What you should do:
When you reach the line containing "filename crates/shapeforge-editor/src/tools.rs" in the entries below, start writing out each line exactly, and stop after the line containing "use crate::context::InteractionContext;".

-*-

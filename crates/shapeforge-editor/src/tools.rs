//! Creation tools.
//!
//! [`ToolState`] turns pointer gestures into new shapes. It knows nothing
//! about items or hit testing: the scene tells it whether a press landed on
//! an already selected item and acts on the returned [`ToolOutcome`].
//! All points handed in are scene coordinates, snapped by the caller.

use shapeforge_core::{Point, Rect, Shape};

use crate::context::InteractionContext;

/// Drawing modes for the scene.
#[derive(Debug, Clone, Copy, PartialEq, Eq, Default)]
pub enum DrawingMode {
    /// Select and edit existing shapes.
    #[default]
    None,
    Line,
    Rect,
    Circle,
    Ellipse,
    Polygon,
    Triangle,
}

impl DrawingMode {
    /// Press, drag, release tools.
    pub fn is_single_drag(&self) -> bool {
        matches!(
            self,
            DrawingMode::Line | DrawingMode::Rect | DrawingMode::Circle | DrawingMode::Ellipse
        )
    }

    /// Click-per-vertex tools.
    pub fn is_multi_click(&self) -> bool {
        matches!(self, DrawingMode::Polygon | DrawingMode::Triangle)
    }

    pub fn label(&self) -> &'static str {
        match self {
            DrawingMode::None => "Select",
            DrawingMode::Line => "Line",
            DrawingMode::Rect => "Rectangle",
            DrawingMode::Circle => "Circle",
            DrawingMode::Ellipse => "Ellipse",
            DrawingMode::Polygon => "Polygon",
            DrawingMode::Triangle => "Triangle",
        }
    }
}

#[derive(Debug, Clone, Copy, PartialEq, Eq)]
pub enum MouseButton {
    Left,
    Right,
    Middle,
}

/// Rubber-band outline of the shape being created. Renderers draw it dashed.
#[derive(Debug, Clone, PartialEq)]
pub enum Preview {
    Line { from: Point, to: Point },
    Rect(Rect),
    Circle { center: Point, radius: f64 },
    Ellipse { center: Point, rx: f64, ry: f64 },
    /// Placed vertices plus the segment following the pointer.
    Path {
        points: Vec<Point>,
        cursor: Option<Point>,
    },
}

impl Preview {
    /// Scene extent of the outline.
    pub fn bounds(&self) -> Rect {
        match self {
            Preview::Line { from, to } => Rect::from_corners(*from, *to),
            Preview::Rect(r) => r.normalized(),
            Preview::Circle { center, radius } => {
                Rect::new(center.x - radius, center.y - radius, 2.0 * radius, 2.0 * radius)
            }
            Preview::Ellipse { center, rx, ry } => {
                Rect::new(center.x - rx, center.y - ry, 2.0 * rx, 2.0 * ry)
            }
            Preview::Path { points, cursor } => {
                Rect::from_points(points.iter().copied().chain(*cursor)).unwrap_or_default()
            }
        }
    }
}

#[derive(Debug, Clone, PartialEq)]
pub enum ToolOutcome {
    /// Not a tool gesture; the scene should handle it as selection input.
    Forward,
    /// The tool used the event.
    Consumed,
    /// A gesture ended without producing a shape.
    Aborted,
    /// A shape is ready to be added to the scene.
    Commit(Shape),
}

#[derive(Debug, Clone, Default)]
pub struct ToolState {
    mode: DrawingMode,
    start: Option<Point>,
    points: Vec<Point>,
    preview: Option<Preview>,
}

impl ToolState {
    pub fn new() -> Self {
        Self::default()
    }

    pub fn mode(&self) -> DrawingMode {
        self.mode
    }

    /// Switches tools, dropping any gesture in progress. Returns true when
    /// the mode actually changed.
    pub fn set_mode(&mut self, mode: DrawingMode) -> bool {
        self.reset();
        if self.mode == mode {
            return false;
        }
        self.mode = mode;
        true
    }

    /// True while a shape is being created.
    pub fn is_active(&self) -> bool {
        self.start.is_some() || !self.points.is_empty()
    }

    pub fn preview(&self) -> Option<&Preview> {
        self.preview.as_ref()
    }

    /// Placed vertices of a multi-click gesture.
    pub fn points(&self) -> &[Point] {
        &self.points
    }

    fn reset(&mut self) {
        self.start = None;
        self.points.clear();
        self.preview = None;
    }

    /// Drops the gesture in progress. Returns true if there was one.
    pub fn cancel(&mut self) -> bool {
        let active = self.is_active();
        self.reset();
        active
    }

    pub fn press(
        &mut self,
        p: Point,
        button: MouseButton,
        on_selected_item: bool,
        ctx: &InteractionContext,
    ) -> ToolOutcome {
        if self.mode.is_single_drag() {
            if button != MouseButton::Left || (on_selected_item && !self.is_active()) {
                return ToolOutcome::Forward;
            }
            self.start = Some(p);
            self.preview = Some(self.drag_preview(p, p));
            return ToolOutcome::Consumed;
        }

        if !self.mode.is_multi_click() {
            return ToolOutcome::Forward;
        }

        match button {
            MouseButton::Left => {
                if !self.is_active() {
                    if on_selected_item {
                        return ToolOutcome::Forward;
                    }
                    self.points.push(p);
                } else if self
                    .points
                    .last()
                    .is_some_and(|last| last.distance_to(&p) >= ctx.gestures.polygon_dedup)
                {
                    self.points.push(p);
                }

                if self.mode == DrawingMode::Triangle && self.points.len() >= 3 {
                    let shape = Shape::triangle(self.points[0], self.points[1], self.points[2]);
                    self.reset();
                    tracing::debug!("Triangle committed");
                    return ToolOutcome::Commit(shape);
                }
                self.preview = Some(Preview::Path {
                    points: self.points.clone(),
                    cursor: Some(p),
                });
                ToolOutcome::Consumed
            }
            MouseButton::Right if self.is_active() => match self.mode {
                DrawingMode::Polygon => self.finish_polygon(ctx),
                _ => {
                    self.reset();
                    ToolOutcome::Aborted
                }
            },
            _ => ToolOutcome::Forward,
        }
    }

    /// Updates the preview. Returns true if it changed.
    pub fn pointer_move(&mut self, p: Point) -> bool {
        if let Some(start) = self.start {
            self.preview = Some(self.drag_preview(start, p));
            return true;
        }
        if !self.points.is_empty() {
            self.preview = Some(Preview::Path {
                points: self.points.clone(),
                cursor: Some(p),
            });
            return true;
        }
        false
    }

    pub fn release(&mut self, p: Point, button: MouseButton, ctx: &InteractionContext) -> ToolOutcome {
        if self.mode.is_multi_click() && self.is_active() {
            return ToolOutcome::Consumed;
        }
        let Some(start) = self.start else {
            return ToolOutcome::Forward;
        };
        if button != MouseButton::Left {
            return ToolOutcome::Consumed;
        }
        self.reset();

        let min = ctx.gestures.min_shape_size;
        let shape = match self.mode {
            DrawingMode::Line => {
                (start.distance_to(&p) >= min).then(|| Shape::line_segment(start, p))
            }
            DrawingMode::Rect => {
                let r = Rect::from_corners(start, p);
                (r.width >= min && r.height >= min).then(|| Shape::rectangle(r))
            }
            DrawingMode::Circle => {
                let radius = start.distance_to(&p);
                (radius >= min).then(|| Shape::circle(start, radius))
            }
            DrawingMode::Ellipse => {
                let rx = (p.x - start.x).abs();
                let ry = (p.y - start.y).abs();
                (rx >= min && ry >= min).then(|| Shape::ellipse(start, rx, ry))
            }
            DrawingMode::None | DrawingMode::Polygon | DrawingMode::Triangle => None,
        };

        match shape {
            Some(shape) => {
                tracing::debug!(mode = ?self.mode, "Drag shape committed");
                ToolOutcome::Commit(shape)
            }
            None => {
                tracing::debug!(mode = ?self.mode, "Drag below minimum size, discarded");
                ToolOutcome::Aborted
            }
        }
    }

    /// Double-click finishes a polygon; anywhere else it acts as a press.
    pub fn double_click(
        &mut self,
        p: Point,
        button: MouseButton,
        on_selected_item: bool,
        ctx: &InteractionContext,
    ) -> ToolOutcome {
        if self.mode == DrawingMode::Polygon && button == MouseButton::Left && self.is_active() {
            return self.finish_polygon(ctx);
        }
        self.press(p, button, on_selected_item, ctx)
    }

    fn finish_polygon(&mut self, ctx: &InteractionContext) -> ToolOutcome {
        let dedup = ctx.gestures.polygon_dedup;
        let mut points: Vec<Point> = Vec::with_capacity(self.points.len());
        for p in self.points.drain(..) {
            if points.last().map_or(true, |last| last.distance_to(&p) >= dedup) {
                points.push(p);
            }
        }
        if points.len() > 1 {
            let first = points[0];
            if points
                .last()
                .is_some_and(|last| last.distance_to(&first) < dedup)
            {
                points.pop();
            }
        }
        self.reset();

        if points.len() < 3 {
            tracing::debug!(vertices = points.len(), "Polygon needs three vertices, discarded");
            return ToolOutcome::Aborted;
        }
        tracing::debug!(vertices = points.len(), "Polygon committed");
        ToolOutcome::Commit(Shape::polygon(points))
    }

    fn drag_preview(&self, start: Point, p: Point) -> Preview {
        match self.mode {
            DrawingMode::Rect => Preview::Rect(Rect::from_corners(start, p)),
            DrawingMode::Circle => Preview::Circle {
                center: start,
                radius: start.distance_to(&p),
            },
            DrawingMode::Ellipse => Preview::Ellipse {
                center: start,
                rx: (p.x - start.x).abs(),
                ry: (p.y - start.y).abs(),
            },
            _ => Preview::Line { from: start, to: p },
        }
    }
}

-*-

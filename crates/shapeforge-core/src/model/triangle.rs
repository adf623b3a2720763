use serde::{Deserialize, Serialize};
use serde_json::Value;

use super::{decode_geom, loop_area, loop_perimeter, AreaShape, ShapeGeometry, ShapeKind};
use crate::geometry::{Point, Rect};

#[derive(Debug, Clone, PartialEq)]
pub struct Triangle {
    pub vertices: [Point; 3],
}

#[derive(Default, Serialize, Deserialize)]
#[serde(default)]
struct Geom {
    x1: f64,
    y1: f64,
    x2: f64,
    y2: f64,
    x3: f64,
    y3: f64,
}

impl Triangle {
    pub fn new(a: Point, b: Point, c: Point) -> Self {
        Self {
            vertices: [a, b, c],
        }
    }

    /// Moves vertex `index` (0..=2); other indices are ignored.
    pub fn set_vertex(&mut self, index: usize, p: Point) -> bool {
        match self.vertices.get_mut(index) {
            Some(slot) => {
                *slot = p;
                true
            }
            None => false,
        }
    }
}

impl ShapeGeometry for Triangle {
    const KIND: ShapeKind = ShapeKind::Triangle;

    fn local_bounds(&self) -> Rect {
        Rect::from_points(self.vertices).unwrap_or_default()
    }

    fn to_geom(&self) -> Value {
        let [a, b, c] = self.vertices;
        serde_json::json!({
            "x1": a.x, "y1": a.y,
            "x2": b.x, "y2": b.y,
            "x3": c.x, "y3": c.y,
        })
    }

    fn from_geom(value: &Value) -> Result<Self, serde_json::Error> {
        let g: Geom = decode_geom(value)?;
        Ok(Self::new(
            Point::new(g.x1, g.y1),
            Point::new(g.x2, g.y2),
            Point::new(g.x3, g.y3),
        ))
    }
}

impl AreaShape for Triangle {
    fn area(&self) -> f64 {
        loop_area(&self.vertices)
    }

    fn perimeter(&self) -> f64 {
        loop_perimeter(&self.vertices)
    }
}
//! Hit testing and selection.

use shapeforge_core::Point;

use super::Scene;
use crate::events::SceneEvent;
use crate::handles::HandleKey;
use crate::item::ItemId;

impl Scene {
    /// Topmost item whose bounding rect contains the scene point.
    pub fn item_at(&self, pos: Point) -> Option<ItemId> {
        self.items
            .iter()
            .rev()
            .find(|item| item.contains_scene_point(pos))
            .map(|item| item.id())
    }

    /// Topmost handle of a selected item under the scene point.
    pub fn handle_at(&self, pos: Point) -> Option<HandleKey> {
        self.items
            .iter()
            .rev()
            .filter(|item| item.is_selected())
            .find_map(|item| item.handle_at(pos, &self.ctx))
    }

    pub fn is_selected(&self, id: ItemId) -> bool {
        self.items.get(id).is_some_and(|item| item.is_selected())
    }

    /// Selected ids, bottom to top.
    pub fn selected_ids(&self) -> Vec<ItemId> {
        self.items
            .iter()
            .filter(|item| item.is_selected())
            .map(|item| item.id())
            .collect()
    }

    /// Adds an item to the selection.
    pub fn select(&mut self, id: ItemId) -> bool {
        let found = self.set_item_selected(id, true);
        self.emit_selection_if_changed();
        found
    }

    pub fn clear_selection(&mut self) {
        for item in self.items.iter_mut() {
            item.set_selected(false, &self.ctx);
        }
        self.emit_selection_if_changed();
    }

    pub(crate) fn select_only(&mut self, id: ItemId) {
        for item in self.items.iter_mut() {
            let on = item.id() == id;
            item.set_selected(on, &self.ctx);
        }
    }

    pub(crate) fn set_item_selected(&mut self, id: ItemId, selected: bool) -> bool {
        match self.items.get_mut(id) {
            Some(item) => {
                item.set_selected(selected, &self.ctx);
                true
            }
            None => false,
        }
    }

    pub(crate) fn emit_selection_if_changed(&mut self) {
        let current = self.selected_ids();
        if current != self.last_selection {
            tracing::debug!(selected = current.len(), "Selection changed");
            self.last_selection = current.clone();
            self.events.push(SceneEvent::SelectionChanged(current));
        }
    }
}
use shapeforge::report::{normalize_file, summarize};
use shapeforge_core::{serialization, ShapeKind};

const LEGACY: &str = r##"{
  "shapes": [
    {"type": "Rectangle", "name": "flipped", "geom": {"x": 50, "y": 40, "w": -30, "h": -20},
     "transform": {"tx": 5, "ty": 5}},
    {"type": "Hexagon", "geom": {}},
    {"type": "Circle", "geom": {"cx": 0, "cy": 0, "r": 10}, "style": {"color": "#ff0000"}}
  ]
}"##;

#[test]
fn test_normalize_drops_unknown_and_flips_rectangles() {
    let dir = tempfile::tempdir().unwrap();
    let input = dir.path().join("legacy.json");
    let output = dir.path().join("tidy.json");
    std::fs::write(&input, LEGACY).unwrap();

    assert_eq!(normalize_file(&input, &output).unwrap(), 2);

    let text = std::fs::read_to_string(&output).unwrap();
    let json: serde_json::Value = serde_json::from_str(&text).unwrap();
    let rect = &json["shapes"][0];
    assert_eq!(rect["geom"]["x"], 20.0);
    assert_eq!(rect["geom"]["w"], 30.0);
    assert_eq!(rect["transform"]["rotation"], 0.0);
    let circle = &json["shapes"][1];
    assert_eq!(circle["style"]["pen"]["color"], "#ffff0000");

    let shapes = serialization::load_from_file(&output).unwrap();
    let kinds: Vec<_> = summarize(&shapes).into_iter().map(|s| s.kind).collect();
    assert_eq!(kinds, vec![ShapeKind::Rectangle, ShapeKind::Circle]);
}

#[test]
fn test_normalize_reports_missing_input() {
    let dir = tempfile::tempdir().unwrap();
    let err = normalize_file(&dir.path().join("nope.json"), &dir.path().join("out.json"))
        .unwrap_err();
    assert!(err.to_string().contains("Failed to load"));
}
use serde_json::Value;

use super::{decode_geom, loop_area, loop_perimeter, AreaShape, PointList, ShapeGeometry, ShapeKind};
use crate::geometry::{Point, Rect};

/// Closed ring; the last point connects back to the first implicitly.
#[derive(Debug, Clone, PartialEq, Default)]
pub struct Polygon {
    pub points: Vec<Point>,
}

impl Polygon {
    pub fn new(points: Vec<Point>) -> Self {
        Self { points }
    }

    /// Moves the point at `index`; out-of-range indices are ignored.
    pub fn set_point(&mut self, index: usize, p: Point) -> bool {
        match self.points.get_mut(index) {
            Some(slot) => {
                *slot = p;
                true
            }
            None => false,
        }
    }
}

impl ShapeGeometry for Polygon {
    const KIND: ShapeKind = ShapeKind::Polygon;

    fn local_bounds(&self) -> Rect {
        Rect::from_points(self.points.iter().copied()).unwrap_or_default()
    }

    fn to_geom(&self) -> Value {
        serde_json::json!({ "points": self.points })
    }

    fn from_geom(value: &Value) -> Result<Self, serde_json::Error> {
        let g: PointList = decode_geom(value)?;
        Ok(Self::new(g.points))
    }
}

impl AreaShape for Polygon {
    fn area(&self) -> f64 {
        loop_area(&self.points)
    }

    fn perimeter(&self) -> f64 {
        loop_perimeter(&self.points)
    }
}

-*-

Response below:
filename crates/shapeforge-editor/src/tools.rs
//! Creation tools.
//!
//! [`ToolState`] turns pointer gestures into new shapes. It knows nothing
//! about items or hit testing: the scene tells it whether a press landed on
//! an already selected item and acts on the returned [`ToolOutcome`].
//! All points handed in are scene coordinates, snapped by the caller.

use shapeforge_core::{Point, Rect, Shape};

use crate::context::InteractionContext;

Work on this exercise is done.